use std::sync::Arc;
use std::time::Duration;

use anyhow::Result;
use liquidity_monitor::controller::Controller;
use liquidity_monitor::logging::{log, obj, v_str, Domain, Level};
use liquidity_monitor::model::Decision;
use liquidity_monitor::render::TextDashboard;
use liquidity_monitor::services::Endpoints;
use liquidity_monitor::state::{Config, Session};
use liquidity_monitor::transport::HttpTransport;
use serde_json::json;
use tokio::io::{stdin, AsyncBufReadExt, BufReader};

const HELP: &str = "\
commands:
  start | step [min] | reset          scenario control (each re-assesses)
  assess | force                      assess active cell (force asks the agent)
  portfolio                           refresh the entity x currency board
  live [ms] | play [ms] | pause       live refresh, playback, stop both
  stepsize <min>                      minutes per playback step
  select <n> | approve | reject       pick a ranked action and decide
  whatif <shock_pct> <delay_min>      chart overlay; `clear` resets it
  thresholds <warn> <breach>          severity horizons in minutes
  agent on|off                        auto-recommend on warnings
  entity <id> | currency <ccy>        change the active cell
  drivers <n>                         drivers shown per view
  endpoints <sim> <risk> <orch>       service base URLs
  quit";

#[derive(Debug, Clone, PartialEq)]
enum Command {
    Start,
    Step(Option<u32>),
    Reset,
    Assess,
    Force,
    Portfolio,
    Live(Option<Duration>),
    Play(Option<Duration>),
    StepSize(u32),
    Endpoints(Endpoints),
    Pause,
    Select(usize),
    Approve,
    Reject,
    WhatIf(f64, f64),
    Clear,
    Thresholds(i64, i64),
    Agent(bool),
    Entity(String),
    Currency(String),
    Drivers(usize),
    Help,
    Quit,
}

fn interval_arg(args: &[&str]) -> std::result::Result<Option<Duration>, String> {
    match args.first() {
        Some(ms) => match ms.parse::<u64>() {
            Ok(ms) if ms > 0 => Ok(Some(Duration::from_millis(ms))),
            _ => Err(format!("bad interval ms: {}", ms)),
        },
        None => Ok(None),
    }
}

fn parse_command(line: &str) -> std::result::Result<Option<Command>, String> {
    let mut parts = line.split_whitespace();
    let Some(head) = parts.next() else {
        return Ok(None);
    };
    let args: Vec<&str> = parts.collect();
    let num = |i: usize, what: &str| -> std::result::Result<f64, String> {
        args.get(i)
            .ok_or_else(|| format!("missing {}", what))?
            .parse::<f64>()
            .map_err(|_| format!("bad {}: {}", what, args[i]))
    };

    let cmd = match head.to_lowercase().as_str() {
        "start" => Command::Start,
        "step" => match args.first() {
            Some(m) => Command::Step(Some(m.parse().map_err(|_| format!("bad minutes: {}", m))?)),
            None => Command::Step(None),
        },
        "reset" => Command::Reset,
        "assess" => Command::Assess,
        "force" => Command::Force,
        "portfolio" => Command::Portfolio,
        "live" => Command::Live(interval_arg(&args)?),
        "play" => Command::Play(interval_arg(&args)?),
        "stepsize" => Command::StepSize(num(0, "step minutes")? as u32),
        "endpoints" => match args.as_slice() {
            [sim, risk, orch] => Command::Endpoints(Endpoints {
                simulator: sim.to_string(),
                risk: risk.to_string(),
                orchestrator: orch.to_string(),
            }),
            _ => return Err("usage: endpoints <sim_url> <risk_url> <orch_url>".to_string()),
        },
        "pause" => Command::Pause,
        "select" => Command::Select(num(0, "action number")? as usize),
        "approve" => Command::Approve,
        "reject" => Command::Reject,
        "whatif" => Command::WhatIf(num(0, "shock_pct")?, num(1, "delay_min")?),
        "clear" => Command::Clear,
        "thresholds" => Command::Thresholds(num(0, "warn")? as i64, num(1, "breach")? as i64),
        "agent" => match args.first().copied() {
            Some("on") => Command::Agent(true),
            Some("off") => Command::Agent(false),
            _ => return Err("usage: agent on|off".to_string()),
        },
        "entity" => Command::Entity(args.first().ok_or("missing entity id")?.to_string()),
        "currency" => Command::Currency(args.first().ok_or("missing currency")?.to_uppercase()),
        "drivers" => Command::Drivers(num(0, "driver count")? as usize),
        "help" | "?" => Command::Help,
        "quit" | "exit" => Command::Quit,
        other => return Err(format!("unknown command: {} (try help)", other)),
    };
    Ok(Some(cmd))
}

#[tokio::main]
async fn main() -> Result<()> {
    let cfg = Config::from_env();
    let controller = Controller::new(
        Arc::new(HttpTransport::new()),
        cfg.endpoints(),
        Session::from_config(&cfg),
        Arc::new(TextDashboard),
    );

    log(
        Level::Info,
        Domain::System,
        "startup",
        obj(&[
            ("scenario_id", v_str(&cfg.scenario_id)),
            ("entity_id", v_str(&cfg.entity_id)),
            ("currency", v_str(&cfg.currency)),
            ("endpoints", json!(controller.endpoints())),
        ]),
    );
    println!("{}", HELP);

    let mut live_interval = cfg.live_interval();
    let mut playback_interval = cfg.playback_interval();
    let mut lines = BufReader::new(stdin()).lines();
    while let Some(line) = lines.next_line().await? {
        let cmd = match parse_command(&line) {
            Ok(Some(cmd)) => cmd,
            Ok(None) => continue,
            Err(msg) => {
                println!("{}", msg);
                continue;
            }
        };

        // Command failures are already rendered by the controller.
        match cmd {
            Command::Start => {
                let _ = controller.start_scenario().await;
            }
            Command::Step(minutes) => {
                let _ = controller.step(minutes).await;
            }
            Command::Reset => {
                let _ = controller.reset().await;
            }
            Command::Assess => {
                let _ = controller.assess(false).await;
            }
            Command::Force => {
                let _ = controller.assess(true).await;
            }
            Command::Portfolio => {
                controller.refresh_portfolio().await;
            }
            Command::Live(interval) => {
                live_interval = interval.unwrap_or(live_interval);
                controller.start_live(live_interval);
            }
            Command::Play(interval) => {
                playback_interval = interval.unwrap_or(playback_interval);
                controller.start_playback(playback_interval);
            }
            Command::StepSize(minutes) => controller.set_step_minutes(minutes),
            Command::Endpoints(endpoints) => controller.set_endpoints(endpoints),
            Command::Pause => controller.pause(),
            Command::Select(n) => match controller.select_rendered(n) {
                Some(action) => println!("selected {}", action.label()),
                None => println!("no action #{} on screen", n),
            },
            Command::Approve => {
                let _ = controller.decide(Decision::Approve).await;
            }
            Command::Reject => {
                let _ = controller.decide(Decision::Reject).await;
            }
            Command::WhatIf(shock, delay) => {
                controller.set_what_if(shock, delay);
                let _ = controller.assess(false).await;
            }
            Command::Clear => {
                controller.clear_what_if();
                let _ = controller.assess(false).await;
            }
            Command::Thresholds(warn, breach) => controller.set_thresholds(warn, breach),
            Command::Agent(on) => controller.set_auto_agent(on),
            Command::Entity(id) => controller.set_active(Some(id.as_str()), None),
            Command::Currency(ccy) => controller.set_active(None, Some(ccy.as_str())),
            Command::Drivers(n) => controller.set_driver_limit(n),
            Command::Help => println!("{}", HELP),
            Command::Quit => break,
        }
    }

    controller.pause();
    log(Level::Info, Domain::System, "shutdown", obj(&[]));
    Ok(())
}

WHAT IS REQUIRED >>
Could you repeat exactly the lines in the listing above from the one with "Ok(ms) if ms" down to the one with "let Some(head) = parts.next()"? Include both of those lines.

RESULT >>
            Ok(ms) if ms > 0 => Ok(Some(Duration::from_millis(ms))),
            _ => Err(format!("bad interval ms: {}", ms)),
        },
        None => Ok(None),
    }
}

fn parse_command(line: &str) -> std::result::Result<Option<Command>, String> {
    let mut parts = line.split_whitespace();
    let Some(head) = parts.next() else {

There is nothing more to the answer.